#### Task instructions
Look through the entries below and report every line that has "password".

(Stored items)
··········

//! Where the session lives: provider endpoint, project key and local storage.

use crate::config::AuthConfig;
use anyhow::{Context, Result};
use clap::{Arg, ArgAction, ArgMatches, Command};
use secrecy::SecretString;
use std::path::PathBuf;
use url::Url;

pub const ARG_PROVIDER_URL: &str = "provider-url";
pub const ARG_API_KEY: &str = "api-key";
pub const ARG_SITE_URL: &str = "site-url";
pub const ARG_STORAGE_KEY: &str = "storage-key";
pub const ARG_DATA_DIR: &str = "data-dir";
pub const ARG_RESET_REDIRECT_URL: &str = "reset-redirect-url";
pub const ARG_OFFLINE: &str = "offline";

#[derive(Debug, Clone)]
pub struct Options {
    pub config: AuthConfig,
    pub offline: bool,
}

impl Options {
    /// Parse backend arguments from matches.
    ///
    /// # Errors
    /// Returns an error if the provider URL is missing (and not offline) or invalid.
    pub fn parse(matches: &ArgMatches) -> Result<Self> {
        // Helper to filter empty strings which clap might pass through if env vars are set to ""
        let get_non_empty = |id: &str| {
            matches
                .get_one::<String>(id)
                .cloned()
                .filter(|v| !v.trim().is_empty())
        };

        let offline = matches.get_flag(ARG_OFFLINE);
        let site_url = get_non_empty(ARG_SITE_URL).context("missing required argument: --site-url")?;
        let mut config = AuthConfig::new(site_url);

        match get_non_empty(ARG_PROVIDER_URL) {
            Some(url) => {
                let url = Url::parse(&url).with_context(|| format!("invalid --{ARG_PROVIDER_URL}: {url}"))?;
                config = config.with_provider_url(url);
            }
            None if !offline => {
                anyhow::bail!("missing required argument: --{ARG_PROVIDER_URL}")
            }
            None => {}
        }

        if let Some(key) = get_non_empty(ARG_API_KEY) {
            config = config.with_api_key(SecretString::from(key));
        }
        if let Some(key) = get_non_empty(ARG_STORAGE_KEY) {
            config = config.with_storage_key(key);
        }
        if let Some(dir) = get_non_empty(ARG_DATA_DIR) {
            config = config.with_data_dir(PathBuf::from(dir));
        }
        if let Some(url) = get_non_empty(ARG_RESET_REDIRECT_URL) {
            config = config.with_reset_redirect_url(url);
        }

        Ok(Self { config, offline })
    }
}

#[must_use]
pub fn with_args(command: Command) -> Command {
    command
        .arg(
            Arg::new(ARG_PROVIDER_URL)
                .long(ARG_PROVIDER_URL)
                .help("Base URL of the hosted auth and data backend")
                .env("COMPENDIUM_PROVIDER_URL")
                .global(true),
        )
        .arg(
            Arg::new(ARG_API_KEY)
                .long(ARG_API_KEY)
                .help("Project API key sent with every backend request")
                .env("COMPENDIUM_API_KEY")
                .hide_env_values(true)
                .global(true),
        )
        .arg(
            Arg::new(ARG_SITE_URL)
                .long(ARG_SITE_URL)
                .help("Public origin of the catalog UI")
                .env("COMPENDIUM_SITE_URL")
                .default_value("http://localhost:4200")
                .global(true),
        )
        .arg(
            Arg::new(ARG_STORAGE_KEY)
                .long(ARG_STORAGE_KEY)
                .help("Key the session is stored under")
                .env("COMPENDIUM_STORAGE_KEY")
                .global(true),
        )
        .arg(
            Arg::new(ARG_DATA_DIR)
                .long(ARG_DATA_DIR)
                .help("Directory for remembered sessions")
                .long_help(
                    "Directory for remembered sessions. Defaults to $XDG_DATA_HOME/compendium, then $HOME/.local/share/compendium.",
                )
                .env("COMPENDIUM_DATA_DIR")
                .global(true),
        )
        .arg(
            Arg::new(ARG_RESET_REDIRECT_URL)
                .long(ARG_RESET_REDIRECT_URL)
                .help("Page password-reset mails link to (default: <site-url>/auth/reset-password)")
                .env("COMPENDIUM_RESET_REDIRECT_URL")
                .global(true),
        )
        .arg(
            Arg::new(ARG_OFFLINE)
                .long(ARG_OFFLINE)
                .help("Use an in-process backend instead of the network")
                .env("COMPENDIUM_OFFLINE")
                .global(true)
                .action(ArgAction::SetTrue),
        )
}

··········

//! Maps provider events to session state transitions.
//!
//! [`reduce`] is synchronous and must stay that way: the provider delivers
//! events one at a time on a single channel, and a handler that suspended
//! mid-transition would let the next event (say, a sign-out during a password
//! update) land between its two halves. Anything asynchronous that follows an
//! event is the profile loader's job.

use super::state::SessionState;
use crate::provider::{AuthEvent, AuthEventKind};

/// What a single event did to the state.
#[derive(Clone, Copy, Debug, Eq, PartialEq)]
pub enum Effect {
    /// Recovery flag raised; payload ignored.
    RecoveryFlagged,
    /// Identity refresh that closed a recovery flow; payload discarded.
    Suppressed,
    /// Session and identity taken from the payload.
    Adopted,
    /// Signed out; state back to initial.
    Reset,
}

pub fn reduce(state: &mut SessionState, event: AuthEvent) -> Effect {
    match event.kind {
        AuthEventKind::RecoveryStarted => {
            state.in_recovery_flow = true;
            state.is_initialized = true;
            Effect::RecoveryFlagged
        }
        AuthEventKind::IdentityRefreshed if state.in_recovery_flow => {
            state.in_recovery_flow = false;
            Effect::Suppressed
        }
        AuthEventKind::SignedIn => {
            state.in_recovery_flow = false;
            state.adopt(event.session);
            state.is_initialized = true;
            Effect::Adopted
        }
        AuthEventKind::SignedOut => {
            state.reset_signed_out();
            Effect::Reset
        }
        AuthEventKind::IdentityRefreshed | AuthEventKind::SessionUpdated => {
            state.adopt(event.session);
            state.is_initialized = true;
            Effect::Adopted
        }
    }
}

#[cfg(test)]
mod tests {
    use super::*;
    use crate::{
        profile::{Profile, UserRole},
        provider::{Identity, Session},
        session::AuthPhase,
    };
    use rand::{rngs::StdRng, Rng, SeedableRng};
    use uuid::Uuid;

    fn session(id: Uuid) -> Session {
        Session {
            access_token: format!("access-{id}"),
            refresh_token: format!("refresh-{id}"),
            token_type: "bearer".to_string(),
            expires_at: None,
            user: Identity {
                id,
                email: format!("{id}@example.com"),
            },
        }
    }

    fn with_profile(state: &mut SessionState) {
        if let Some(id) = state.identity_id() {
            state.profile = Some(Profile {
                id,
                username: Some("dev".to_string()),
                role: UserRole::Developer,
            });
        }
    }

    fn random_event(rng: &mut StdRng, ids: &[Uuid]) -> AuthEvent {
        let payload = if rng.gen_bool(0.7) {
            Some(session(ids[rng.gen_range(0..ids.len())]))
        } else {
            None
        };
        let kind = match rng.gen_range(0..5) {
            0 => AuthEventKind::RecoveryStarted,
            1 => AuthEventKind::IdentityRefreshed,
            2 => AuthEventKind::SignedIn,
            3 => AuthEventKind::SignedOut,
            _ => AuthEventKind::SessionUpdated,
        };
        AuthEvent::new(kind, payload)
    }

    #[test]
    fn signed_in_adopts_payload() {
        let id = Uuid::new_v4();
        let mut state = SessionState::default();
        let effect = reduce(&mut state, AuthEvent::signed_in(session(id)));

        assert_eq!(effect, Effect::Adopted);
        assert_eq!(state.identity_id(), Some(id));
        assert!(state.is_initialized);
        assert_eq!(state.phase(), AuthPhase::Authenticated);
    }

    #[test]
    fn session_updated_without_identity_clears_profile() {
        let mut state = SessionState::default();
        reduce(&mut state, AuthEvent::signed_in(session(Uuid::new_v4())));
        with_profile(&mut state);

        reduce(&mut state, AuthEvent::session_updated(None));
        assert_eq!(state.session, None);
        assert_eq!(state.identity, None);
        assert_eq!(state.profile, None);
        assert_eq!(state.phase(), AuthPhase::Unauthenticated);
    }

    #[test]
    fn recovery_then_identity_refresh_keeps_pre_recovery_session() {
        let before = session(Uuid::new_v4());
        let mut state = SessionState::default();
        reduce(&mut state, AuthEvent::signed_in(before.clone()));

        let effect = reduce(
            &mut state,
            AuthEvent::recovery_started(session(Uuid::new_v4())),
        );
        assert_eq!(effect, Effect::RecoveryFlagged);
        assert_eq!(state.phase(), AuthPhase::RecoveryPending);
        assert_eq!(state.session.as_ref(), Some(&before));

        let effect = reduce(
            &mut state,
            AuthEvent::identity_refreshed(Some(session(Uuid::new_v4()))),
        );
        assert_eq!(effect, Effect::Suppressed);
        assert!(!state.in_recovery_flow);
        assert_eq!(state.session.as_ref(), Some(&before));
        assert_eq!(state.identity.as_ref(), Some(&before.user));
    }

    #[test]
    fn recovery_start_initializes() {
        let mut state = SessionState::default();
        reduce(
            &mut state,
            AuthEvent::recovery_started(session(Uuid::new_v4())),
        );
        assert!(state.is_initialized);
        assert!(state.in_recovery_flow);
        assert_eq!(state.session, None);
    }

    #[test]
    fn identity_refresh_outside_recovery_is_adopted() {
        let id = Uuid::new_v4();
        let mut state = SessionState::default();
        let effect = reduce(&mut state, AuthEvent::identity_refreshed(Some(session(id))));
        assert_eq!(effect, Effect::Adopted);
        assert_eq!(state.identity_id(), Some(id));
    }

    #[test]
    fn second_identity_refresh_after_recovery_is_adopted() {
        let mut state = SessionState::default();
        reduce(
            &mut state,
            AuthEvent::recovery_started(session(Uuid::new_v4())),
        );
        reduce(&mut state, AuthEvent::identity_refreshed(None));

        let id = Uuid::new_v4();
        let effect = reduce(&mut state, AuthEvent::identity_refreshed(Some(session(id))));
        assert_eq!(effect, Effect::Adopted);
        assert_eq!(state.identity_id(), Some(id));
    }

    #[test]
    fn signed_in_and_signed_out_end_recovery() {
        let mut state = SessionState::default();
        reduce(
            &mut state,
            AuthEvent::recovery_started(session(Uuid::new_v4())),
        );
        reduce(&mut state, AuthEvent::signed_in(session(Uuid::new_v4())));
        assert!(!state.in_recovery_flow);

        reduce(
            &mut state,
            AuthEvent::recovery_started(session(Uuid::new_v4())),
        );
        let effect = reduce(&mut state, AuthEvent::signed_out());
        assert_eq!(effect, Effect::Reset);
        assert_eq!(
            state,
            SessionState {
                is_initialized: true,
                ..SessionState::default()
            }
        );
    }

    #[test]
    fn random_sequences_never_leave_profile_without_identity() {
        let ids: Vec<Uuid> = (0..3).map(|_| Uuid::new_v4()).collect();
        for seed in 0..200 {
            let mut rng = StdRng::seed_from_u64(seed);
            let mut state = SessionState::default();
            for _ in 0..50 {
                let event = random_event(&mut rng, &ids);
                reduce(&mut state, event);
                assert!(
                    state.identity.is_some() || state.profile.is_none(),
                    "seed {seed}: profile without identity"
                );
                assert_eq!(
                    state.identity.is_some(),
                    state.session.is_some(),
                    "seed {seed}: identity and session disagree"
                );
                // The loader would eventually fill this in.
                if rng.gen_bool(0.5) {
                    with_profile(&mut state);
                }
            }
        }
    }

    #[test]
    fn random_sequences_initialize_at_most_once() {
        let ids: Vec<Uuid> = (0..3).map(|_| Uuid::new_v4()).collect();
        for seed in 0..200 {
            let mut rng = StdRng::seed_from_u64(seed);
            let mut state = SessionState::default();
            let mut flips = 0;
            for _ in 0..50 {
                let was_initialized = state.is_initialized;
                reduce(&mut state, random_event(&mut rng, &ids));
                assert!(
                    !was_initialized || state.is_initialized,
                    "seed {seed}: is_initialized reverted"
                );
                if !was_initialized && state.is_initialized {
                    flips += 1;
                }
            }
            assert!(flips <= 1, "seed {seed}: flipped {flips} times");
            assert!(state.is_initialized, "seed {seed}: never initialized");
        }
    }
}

··········

#### Result below
                .help("Page password-reset mails link to (default: <site-url>/auth/reset-password)")
//! mid-transition would let the next event (say, a sign-out during a password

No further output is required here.